Considering I did multiple concessions in this one (including getting rid of the '.xml' to 'feed' action converter for SMF... That one was hard to part with >_<)
That sounds like a plan to me. No-one really worries about feed links when moving from other forum software to/from SMF, I see no reason why we are any different - it's not like we're really an SMF version any more.
Look at it when you have a minute, and tell me if that's okay.
OK, so quick look. Reusing the gallery code makes plenty of sense when pulled under the feed... and I can understand the need also to initialise it in a way the gallery would expect.
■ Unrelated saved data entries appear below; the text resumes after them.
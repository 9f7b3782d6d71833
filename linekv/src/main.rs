use linekv as lkv;

use env_logger::{Builder, Env};
use std::io::Write as _;
use std::path::PathBuf;
use structopt::StructOpt;

#[derive(StructOpt)]
#[structopt(
    name = "linekv",
    about = "A converter between line-oriented typed key/value files and themselves.",
    author = "Yan Zaretskiy"
)]
enum Opt {
    /// Parse a file and write it back out, validating it along the way.
    Encode {
        #[structopt(parse(from_os_str))]
        input: PathBuf,

        #[structopt(parse(from_os_str), short, long)]
        output: Option<PathBuf>,

        /// Force the chunked write strategy with this many records per chunk.
        #[structopt(long)]
        chunk_size: Option<usize>,
    },
    /// Parse a file and report its record count without writing anything.
    Decode {
        #[structopt(parse(from_os_str))]
        input: PathBuf,

        /// Force the chunked read strategy with this many lines per chunk.
        #[structopt(long)]
        chunk_size: Option<usize>,
    },
}

fn init_logger() {
    let env = Env::default()
        .filter_or("LINEKV_LOG_LEVEL", "info")
        .write_style_or("LINEKV_LOG_STYLE", "auto");

    let mut builder = Builder::from_env(env);
    builder
        .format(|buf, record| {
            writeln!(
                buf,
                "[{} - {}] {}",
                record.level(),
                record.target(),
                record.args()
            )
        })
        .init();
}

fn main() -> anyhow::Result<()> {
    init_logger();

    let opt = Opt::from_args();

    match opt {
        Opt::Encode {
            input,
            output,
            chunk_size,
        } => {
            let store = match chunk_size {
                Some(_) => lkv::deserialize_chunked(&input, chunk_size)?,
                None => lkv::deserialize_auto(&input)?,
            };
            log::info!(target: "linekv::cli", "parsed {} records from {:?}", store.len(), input);

            let output = output.unwrap_or_else(|| input.with_extension("out"));
            match chunk_size {
                Some(_) => lkv::serialize_chunked(&store, &output, chunk_size)?,
                None => lkv::serialize_auto(&store, &output)?,
            }
            log::info!(target: "linekv::cli", "wrote {:?}", output);
            Ok(())
        }
        Opt::Decode { input, chunk_size } => {
            let store = match chunk_size {
                Some(_) => lkv::deserialize_chunked(&input, chunk_size)?,
                None => lkv::deserialize_auto(&input)?,
            };
            println!("{} records", store.len());
            Ok(())
        }
    }
}
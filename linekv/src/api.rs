//! The public surface: the two in-memory operations and the
//! four file operations, plus re-exports of the two process-wide config
//! knobs. Everything below is a thin wrapper -- the real work lives in
//! `parser`, `serializer`, and `pipeline`; this module exists so callers
//! have one place to import from.

use crate::config::PipelineOptions;
use crate::error::Result;
use crate::pipeline;
use crate::record::Record;
use crate::store::RecordStore;
use std::path::Path;

pub use crate::config::{
    eager_unpack_raw, parallel_method_threshold, set_eager_unpack_raw, set_parallel_method_threshold,
};

/// Parse a single line into a `Record`.
pub fn parse_line(line: &str) -> Result<Record> {
    crate::parser::parse_line_str(line)
}

/// Serialize a single `Record` to its one-line wire form.
pub fn serialize_record(record: &Record) -> String {
    crate::serializer::serialize_record(record)
}

/// Read a file into a `RecordStore`, choosing the whole-file or chunked
/// read strategy automatically based on file size.
pub fn deserialize_auto<P: AsRef<Path>>(path: P) -> Result<RecordStore> {
    pipeline::deserialize_auto(path, &PipelineOptions::default())
}

/// Read a file into a `RecordStore`, choosing the whole-file or chunked
/// read strategy automatically based on file size, with explicit pipeline
/// tuning.
pub fn deserialize_auto_with(path: impl AsRef<Path>, options: &PipelineOptions) -> Result<RecordStore> {
    pipeline::deserialize_auto(path, options)
}

/// Read a file using the chunked strategy unconditionally. `chunk_size`
/// falls back to the default line-count-per-chunk when `None`.
pub fn deserialize_chunked<P: AsRef<Path>>(path: P, chunk_size: Option<usize>) -> Result<RecordStore> {
    pipeline::deserialize_chunked(path, chunk_size, &PipelineOptions::default())
}

/// Read a file using the chunked strategy unconditionally, with explicit
/// pipeline tuning.
pub fn deserialize_chunked_with(
    path: impl AsRef<Path>,
    chunk_size: Option<usize>,
    options: &PipelineOptions,
) -> Result<RecordStore> {
    pipeline::deserialize_chunked(path, chunk_size, options)
}

/// Write a `RecordStore` to a file, choosing a write strategy automatically
/// based on record count.
pub fn serialize_auto<P: AsRef<Path>>(store: &RecordStore, path: P) -> Result<()> {
    pipeline::serialize_auto(store, path, &PipelineOptions::default())
}

/// Write a `RecordStore` to a file, choosing a write strategy automatically
/// based on record count, with explicit pipeline tuning.
pub fn serialize_auto_with(store: &RecordStore, path: impl AsRef<Path>, options: &PipelineOptions) -> Result<()> {
    pipeline::serialize_auto(store, path, options)
}

/// Write a `RecordStore` to a file using the chunked strategy
/// unconditionally. `chunk_size` falls back to a size computed from the
/// record count when `None`.
pub fn serialize_chunked<P: AsRef<Path>>(
    store: &RecordStore,
    path: P,
    chunk_size: Option<usize>,
) -> Result<()> {
    pipeline::serialize_chunked(store, path, chunk_size, &PipelineOptions::default())
}

/// Write a `RecordStore` to a file using the chunked strategy
/// unconditionally, with explicit pipeline tuning.
pub fn serialize_chunked_with(
    store: &RecordStore,
    path: impl AsRef<Path>,
    chunk_size: Option<usize>,
    options: &PipelineOptions,
) -> Result<()> {
    pipeline::serialize_chunked(store, path, chunk_size, options)
}

#[cfg(test)]
mod tests {
    use super::*;
    use crate::value::Value;

    #[test]
    fn in_memory_round_trip() {
        let mut record = Record::new();
        record.insert("id", Value::I32(7)).unwrap();
        record.insert("name", Value::Str("ok".to_string())).unwrap();
        let line = serialize_record(&record);
        let parsed = parse_line(&line).unwrap();
        assert_eq!(parsed, record);
    }

    #[test]
    fn file_round_trip_via_default_auto_strategies() {
        let dir = std::env::temp_dir();
        let path = dir.join(format!("linekv_api_roundtrip_{}.lkv", std::process::id()));

        let mut store = RecordStore::new();
        for i in 0..10u64 {
            let mut record = Record::new();
            record.insert("n", Value::U64(i)).unwrap();
            store.insert(i, record).unwrap();
        }

        serialize_auto(&store, &path).unwrap();
        let reloaded = deserialize_auto(&path).unwrap();
        assert_eq!(reloaded.len(), store.len());

        std::fs::remove_file(&path).ok();
    }
}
Though it might mean a gradual overhaul of the gallery code in time, I don't know.
The reorganisation of manage plugins is fine, and the new hook is fine also though personally I might have called it feed_types since that's what it really is. But 'feed' is absolutely fine too.
On the subject of passing variables by reference, yes, technically we should probably update everything to not have & in it. However it is nice to leave them in to indicate what the rest of the code expects will be passed by reference; the problem is that hooks can dictate the rules themselves because the receiver indicates its nature rather than the caller. But if we indicate what should be passed, and how (because that intimates what is safe to change and what isn't) that should be OK too.
I seem to recall the determine_location hook only really being useful for pretty URLs because anything else would naturally just head to index.php through a conventional scheme. I dunno. It doesn't hurt to have it where it is though it does mean that even non-PURLs cases would go there too.
The feed compatibility with SMF was always one of those tricky things, as was the mgallery->media change. I personally don't feel a burning need to retain compatibility but that's just me. While SMF->Wedge is the obvious target for conversion, there will be conversions from other systems too and I don't see why they should be treated as second class citizens by comparison. The playing field should be kept level where possible.
I'm curious, why should $_GET be used explicitly for actions? There is one interesting circumstance, though I can't remember where it would ever be an issue, is that if both $_POST and $_GET were to provide an action, $_REQUEST would contain the $_POST version not the $_GET one.